Tongue muscle architecture is suspected to be important in the prediction of speech and swallowing complications after surgery. The tongue contains areas of crossing muscle fibres unable to be resolved by diffusion tensor imaging (DTI). We show that constrained spherical deconvolution (CSD) is able to distinguish these crossing fibres ex vivo and in vivo using a clinically acceptable scan time of 10 min. Also, we show improved tractography in CSD compared to DTI, allowing segmentation of different tongue muscles which conforms to known anatomy.
One ex vivo bovine tongue and five healthy volunteers were scanned using a 3T Philips Ingenia MRI-scanner (Philips Healthcare, Best, Netherlands). The differences in acquisition protocol between the ex vivo and in vivo subjects were kept to a minimum.
Ex vivo: One bovine tongue was scanned using a conventional torso coil within 24h after harvesting. Scanning parameters were: spin-echo-single shot EPI; ETL 25; TE/TR 60ms/25s; two repetitions with opposing phase-encoding; NSA = 1; SPIR and SSGR fat suppression; field-of-view of 192x156x420 mm; voxel size 3x3x3mm; b-value 700 s/mm2, along 64 directions evenly spaced over a hemisphere and optimised for gradient load.
In vivo: Five healthy volunteers scanned supine using two flexible surface coils (diameter 15 cm). The coils were gently strapped to the cheeks. Subjects were instructed to position the dorsum of the tongue against the palate to minimise air in the oral cavity. Scanning parameters were: spin-echo single-shot EPI; TE/TR 60ms/3.4s; field-of-view 192x156x84 mm. The acquisition was divided into four blocks of 2.5 min, minimising motion during the scan, resulting in a total scan time of 10 min. The acquisition was repeated within 30 min. The other parameters were identical to the ex vivo acquisition.

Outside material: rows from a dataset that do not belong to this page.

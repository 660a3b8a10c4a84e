//! Parsing model replies into typed responses.

use std::sync::OnceLock;

use regex::Regex;
use serde::de::DeserializeOwned;

use crate::error::{AgentError, AgentResult};
use crate::request::{AgentResponse, GeneratedFile};
use crate::roles::AgentRole;

fn fenced_block() -> &'static Regex {
    static RE: OnceLock<Regex> = OnceLock::new();
    RE.get_or_init(|| {
        Regex::new(r"(?s)```(?:json|JSON)?\s*\n?(.*?)```").expect("fence pattern must compile")
    })
}

/// Extract the JSON object from a model reply.
///
/// Prefers the first fenced code block that contains an object, then falls
/// back to the outermost `{ ... }` span.
pub fn extract_json(text: &str) -> Option<&str> {
    for captures in fenced_block().captures_iter(text) {
        if let Some(body) = captures.get(1) {
            let body = body.as_str().trim();
            if body.starts_with('{') && body.ends_with('}') {
                return Some(body);
            }
        }
    }

    let start = text.find('{')?;
    let end = text.rfind('}')?;
    (end > start).then(|| &text[start..=end])
}

fn parse_as<T: DeserializeOwned>(role: AgentRole, text: &str) -> AgentResult<T> {
    let json = extract_json(text)
        .ok_or_else(|| AgentError::parse(role, "reply contains no JSON object"))?;
    serde_json::from_str(json).map_err(|e| AgentError::parse(role, e.to_string()))
}

fn checked_file(role: AgentRole, file: GeneratedFile) -> AgentResult<GeneratedFile> {
    if file.filename.trim().is_empty() {
        return Err(AgentError::parse(role, "generated file has an empty filename"));
    }
    if file.content.trim().is_empty() {
        return Err(AgentError::parse(
            role,
            format!("generated file '{}' is empty", file.filename),
        ));
    }
    Ok(file)
}

/// Parse a reply into the response type of `role`.
pub fn parse_response(role: AgentRole, text: &str) -> AgentResult<AgentResponse> {
    let response = match role {
        AgentRole::Planner => AgentResponse::Plan(parse_as(role, text)?),
        AgentRole::Designer => AgentResponse::Design(parse_as(role, text)?),
        AgentRole::Copywriter => AgentResponse::Copy(parse_as(role, text)?),
        AgentRole::Coder => AgentResponse::Code(checked_file(role, parse_as(role, text)?)?),
        AgentRole::Tester => AgentResponse::Test(checked_file(role, parse_as(role, text)?)?),
        AgentRole::FileAnalyzer => AgentResponse::FileAnalysis(parse_as(role, text)?),
        AgentRole::Debugger => AgentResponse::Diagnosis(parse_as(role, text)?),
        AgentRole::E2eTester => AgentResponse::E2e(checked_file(role, parse_as(role, text)?)?),
    };
    Ok(response)
}
//! # sitefab_kb
//!
//! Error fingerprinting and the knowledge base of verified fixes.
//!
//! The knowledge base is append-only and advisory: lookups provide reference
//! material for a diagnosis, they are never applied to generated code.
//!
//! - [`fingerprint`]: normalise a validator log into a stable [`Signature`]
//! - [`KnowledgeStore`]: exact and similarity lookup, append-only recording
//! - [`JsonlKnowledgeStore`]: JSON-lines file implementation
//! - [`MemoryKnowledgeStore`]: in-process implementation

pub mod entry;
pub mod error;
pub mod fingerprint;
pub mod jsonl;
pub mod memory;
pub mod store;

pub use entry::{FixPayload, KbStats, KnowledgeEntry, ScoredEntry};
pub use error::{KbError, KbResult};
pub use fingerprint::{fingerprint, Fingerprint, Signature};
pub use jsonl::{JsonlKnowledgeStore, DEFAULT_KB_PATH};
pub use memory::MemoryKnowledgeStore;
pub use store::KnowledgeStore;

Processing: B0-field inhomogeneity and eddy current correction were performed in FSL’s Topup algrithm4,5 using images of opposite phase-encoding (figure 1a-d). The images were denoised in DTITools for Mathematica6 based on a Rician distribution. Tongue masks were created by manually segmentation (figure 1e). Images with motion artefacts were removed if the mean intensity within the mask was more than twice the standard deviation lower than the mean. In ExploreDTI7, tensors were estimated using RESTORE8. DTI tractography of the in vivo genioglossus was performed using the settings: FA range 0.1-0.6; 3mm seed point resolution; 1 mm step size; 15° angular threshold; tract length range 10-100mm. The reproducibility of FA and MD was determined using the within-subject coefficient of variation (CoV). CSD was calibrated by manually selecting an ROI in the genioglossus (figure 1g) (settings: Lmax 8; peak threshold 0.3 ex vivo and 0.1 in vivo). Finally, CSD tractography was performed with the same parameters as DTI tractography except the FA constraint (figure 1h).